** Data supplied follows **

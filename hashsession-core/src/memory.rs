//! In-process hash store.

use crate::error::SessionResult;
use crate::store::{HashCommand, HashStore, HashTransaction};
use async_trait::async_trait;
use parking_lot::Mutex;
use std::collections::HashMap;
use std::sync::atomic::{AtomicU64, Ordering};
use std::time::Duration;
use tokio::time::Instant;

#[derive(Debug, Default)]
struct Entry {
    fields: HashMap<String, Vec<u8>>,
    expires_at: Option<Instant>,
}

impl Entry {
    fn is_expired(&self, now: Instant) -> bool {
        self.expires_at.is_some_and(|at| at <= now)
    }
}

/// Hash store kept in process memory.
///
/// Follows Redis semantics where sessions depend on them: a hash with no
/// fields does not exist, `HSET` on a new key leaves it without a TTL, and
/// expired keys read as missing. Transactions are applied under one lock.
#[derive(Debug)]
pub struct MemoryHashStore {
    name: String,
    entries: Mutex<HashMap<String, Entry>>,
    stats: MemoryStoreStats,
}

/// Call counters of a [`MemoryHashStore`].
#[derive(Debug, Default)]
pub struct MemoryStoreStats {
    hash_get_all: AtomicU64,
    expire: AtomicU64,
    transactions: AtomicU64,
}

impl MemoryStoreStats {
    pub fn hash_get_all_calls(&self) -> u64 {
        self.hash_get_all.load(Ordering::Relaxed)
    }

    pub fn expire_calls(&self) -> u64 {
        self.expire.load(Ordering::Relaxed)
    }

    pub fn transactions(&self) -> u64 {
        self.transactions.load(Ordering::Relaxed)
    }

    /// Total number of remote calls served.
    pub fn total_calls(&self) -> u64 {
        self.hash_get_all_calls() + self.expire_calls() + self.transactions()
    }
}

impl MemoryHashStore {
    /// Create an empty store.
    pub fn new(name: impl Into<String>) -> Self {
        Self {
            name: name.into(),
            entries: Mutex::new(HashMap::new()),
            stats: MemoryStoreStats::default(),
        }
    }

    pub fn stats(&self) -> &MemoryStoreStats {
        &self.stats
    }

    /// Current value of one field, outside of any session.
    pub fn field(&self, key: &str, field: &str) -> Option<Vec<u8>> {
        let now = Instant::now();
        let entries = self.entries.lock();
        entries
            .get(key)
            .filter(|entry| !entry.is_expired(now))
            .and_then(|entry| entry.fields.get(field).cloned())
    }

    /// Insert a field directly, bypassing sessions.
    pub fn insert_field(&self, key: &str, field: impl Into<String>, bytes: Vec<u8>) {
        let mut entries = self.entries.lock();
        entries
            .entry(key.to_string())
            .or_default()
            .fields
            .insert(field.into(), bytes);
    }

    /// Remaining TTL of a key, `None` if it is missing or persistent.
    pub fn ttl(&self, key: &str) -> Option<Duration> {
        let now = Instant::now();
        let entries = self.entries.lock();
        entries
            .get(key)
            .filter(|entry| !entry.is_expired(now))
            .and_then(|entry| entry.expires_at)
            .map(|at| at.saturating_duration_since(now))
    }

    /// Number of live keys.
    pub fn len(&self) -> usize {
        let now = Instant::now();
        self.entries
            .lock()
            .values()
            .filter(|entry| !entry.is_expired(now))
            .count()
    }

    pub fn is_empty(&self) -> bool {
        self.len() == 0
    }

    fn purge_expired(entries: &mut HashMap<String, Entry>, key: &str, now: Instant) {
        if entries.get(key).is_some_and(|entry| entry.is_expired(now)) {
            entries.remove(key);
        }
    }
}

#[async_trait]
impl HashStore for MemoryHashStore {
    fn name(&self) -> String {
        self.name.clone()
    }

    async fn hash_get_all(&self, key: &str) -> SessionResult<HashMap<String, Vec<u8>>> {
        self.stats.hash_get_all.fetch_add(1, Ordering::Relaxed);

        let now = Instant::now();
        let mut entries = self.entries.lock();
        Self::purge_expired(&mut entries, key, now);

        Ok(entries
            .get(key)
            .map(|entry| entry.fields.clone())
            .unwrap_or_default())
    }

    async fn expire(&self, key: &str, ttl: Duration) -> SessionResult<bool> {
        self.stats.expire.fetch_add(1, Ordering::Relaxed);

        let now = Instant::now();
        let mut entries = self.entries.lock();
        Self::purge_expired(&mut entries, key, now);

        match entries.get_mut(key) {
            Some(entry) => {
                entry.expires_at = Some(now + ttl);
                Ok(true)
            }
            None => Ok(false),
        }
    }

    async fn execute(&self, transaction: HashTransaction) -> SessionResult<()> {
        self.stats.transactions.fetch_add(1, Ordering::Relaxed);

        let now = Instant::now();
        let mut entries = self.entries.lock();

        for command in transaction.into_commands() {
            match command {
                HashCommand::HashSet { key, entries: fields } => {
                    Self::purge_expired(&mut entries, &key, now);
                    entries.entry(key).or_default().fields.extend(fields);
                }
                HashCommand::HashDelete { key, fields } => {
                    Self::purge_expired(&mut entries, &key, now);
                    if let Some(entry) = entries.get_mut(&key) {
                        for field in &fields {
                            entry.fields.remove(field);
                        }
                        if entry.fields.is_empty() {
                            entries.remove(&key);
                        }
                    }
                }
            }
        }

        Ok(())
    }
}

#[cfg(test)]
mod tests {
    use super::*;

    #[tokio::test]
    async fn test_missing_key_reads_empty() {
        let store = MemoryHashStore::new("mem");
        assert!(store.hash_get_all("nope").await.unwrap().is_empty());
        assert!(!store.expire("nope", Duration::from_secs(10)).await.unwrap());
    }

    #[tokio::test]
    async fn test_transaction_applies_set_and_delete() {
        let store = MemoryHashStore::new("mem");
        store.insert_field("k", "old", b"x".to_vec());

        let mut tx = HashTransaction::new();
        tx.hash_set("k", vec![("a".into(), b"1".to_vec())])
            .hash_delete("k", vec!["old".into()]);
        store.execute(tx).await.unwrap();

        let fields = store.hash_get_all("k").await.unwrap();
        assert_eq!(fields.len(), 1);
        assert_eq!(fields.get("a"), Some(&b"1".to_vec()));
        assert_eq!(store.stats().transactions(), 1);
    }

    #[tokio::test]
    async fn test_deleting_last_field_removes_key() {
        let store = MemoryHashStore::new("mem");
        store.insert_field("k", "only", b"x".to_vec());

        let mut tx = HashTransaction::new();
        tx.hash_delete("k", vec!["only".into()]);
        store.execute(tx).await.unwrap();

        assert!(store.is_empty());
    }

    #[tokio::test(start_paused = true)]
    async fn test_expired_keys_disappear() {
        let store = MemoryHashStore::new("mem");
        store.insert_field("k", "a", b"1".to_vec());
        assert!(store.expire("k", Duration::from_secs(30)).await.unwrap());
        assert_eq!(store.ttl("k"), Some(Duration::from_secs(30)));

        tokio::time::advance(Duration::from_secs(31)).await;

        assert!(store.hash_get_all("k").await.unwrap().is_empty());
        assert!(store.field("k", "a").is_none());
        assert_eq!(store.len(), 0);
    }
}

** End of Data supplied **

= What the task asks =
Please reproduce all of the material exactly.

= Answer space =
filename hashsession-core/src/memory.rs
//! In-process hash store.

use crate::error::SessionResult;
use crate::store::{HashCommand, HashStore, HashTransaction};
use async_trait::async_trait;
use parking_lot::Mutex;
use std::collections::HashMap;
use std::sync::atomic::{AtomicU64, Ordering};
use std::time::Duration;
use tokio::time::Instant;

#[derive(Debug, Default)]
struct Entry {
    fields: HashMap<String, Vec<u8>>,
    expires_at: Option<Instant>,
}

impl Entry {
    fn is_expired(&self, now: Instant) -> bool {
        self.expires_at.is_some_and(|at| at <= now)
    }
}

/// Hash store kept in process memory.
///
/// Follows Redis semantics where sessions depend on them: a hash with no
/// fields does not exist, `HSET` on a new key leaves it without a TTL, and
/// expired keys read as missing. Transactions are applied under one lock.
#[derive(Debug)]
pub struct MemoryHashStore {
    name: String,
    entries: Mutex<HashMap<String, Entry>>,
    stats: MemoryStoreStats,
}

/// Call counters of a [`MemoryHashStore`].
#[derive(Debug, Default)]
pub struct MemoryStoreStats {
    hash_get_all: AtomicU64,
    expire: AtomicU64,
    transactions: AtomicU64,
}

impl MemoryStoreStats {
    pub fn hash_get_all_calls(&self) -> u64 {
        self.hash_get_all.load(Ordering::Relaxed)
    }

    pub fn expire_calls(&self) -> u64 {
        self.expire.load(Ordering::Relaxed)
    }

    pub fn transactions(&self) -> u64 {
        self.transactions.load(Ordering::Relaxed)
    }

    /// Total number of remote calls served.
    pub fn total_calls(&self) -> u64 {
        self.hash_get_all_calls() + self.expire_calls() + self.transactions()
    }
}

impl MemoryHashStore {
    /// Create an empty store.
    pub fn new(name: impl Into<String>) -> Self {
        Self {
            name: name.into(),
            entries: Mutex::new(HashMap::new()),
            stats: MemoryStoreStats::default(),
        }
    }

    pub fn stats(&self) -> &MemoryStoreStats {
        &self.stats
    }

    /// Current value of one field, outside of any session.
    pub fn field(&self, key: &str, field: &str) -> Option<Vec<u8>> {
        let now = Instant::now();
        let entries = self.entries.lock();
        entries
            .get(key)
            .filter(|entry| !entry.is_expired(now))
            .and_then(|entry| entry.fields.get(field).cloned())
    }

    /// Insert a field directly, bypassing sessions.
    pub fn insert_field(&self, key: &str, field: impl Into<String>, bytes: Vec<u8>) {
        let mut entries = self.entries.lock();
        entries
            .entry(key.to_string())
            .or_default()
            .fields
            .insert(field.into(), bytes);
    }

    /// Remaining TTL of a key, `None` if it is missing or persistent.
    pub fn ttl(&self, key: &str) -> Option<Duration> {
        let now = Instant::now();
        let entries = self.entries.lock();
        entries
            .get(key)
            .filter(|entry| !entry.is_expired(now))
            .and_then(|entry| entry.expires_at)
            .map(|at| at.saturating_duration_since(now))
    }

    /// Number of live keys.
    pub fn len(&self) -> usize {
        let now = Instant::now();
        self.entries
            .lock()
            .values()
            .filter(|entry| !entry.is_expired(now))
            .count()
    }

    pub fn is_empty(&self) -> bool {
        self.len() == 0
    }

    fn purge_expired(entries: &mut HashMap<String, Entry>, key: &str, now: Instant) {
        if entries.get(key).is_some_and(|entry| entry.is_expired(now)) {
            entries.remove(key);
        }
    }
}

#[async_trait]
impl HashStore for MemoryHashStore {
    fn name(&self) -> String {
        self.name.clone()
    }

    async fn hash_get_all(&self, key: &str) -> SessionResult<HashMap<String, Vec<u8>>> {
        self.stats.hash_get_all.fetch_add(1, Ordering::Relaxed);

        let now = Instant::now();
        let mut entries = self.entries.lock();
        Self::purge_expired(&mut entries, key, now);

        Ok(entries
            .get(key)
            .map(|entry| entry.fields.clone())
            .unwrap_or_default())
    }

    async fn expire(&self, key: &str, ttl: Duration) -> SessionResult<bool> {
        self.stats.expire.fetch_add(1, Ordering::Relaxed);

        let now = Instant::now();
        let mut entries = self.entries.lock();
        Self::purge_expired(&mut entries, key, now);

        match entries.get_mut(key) {
            Some(entry) => {
                entry.expires_at = Some(now + ttl);
                Ok(true)
            }
            None => Ok(false),
        }
    }

    async fn execute(&self, transaction: HashTransaction) -> SessionResult<()> {
        self.stats.transactions.fetch_add(1, Ordering::Relaxed);

        let now = Instant::now();
        let mut entries = self.entries.lock();

        for command in transaction.into_commands() {
            match command {
                HashCommand::HashSet { key, entries: fields } => {
                    Self::purge_expired(&mut entries, &key, now);
                    entries.entry(key).or_default().fields.extend(fields);
                }
                HashCommand::HashDelete { key, fields } => {
                    Self::purge_expired(&mut entries, &key, now);
                    if let Some(entry) = entries.get_mut(&key) {
                        for field in &fields {
                            entry.fields.remove(field);
                        }
                        if entry.fields.is_empty() {
                            entries.remove(&key);
                        }
                    }
                }
            }
        }

        Ok(())
    }
}

#[cfg(test)]
mod tests {
    use super::*;

    #[tokio::test]
    async fn test_missing_key_reads_empty() {
        let store = MemoryHashStore::new("mem");
        assert!(store.hash_get_all("nope").await.unwrap().is_empty());
        assert!(!store.expire("nope", Duration::from_secs(10)).await.unwrap());
    }

    #[tokio::test]
    async fn test_transaction_applies_set_and_delete() {
        let store = MemoryHashStore::new("mem");
        store.insert_field("k", "old", b"x".to_vec());

        let mut tx = HashTransaction::new();
        tx.hash_set("k", vec![("a".into(), b"1".to_vec())])
            .hash_delete("k", vec!["old".into()]);
        store.execute(tx).await.unwrap();

        let fields = store.hash_get_all("k").await.unwrap();
        assert_eq!(fields.len(), 1);
        assert_eq!(fields.get("a"), Some(&b"1".to_vec()));
        assert_eq!(store.stats().transactions(), 1);
    }

    #[tokio::test]
    async fn test_deleting_last_field_removes_key() {
        let store = MemoryHashStore::new("mem");
        store.insert_field("k", "only", b"x".to_vec());

        let mut tx = HashTransaction::new();
        tx.hash_delete("k", vec!["only".into()]);
        store.execute(tx).await.unwrap();

        assert!(store.is_empty());
    }

    #[tokio::test(start_paused = true)]
    async fn test_expired_keys_disappear() {
        let store = MemoryHashStore::new("mem");
        store.insert_field("k", "a", b"1".to_vec());
        assert!(store.expire("k", Duration::from_secs(30)).await.unwrap());
        assert_eq!(store.ttl("k"), Some(Duration::from_secs(30)));

        tokio::time::advance(Duration::from_secs(31)).await;

        assert!(store.hash_get_all("k").await.unwrap().is_empty());
        assert!(store.field("k", "a").is_none());
        assert_eq!(store.len(), 0);
    }
}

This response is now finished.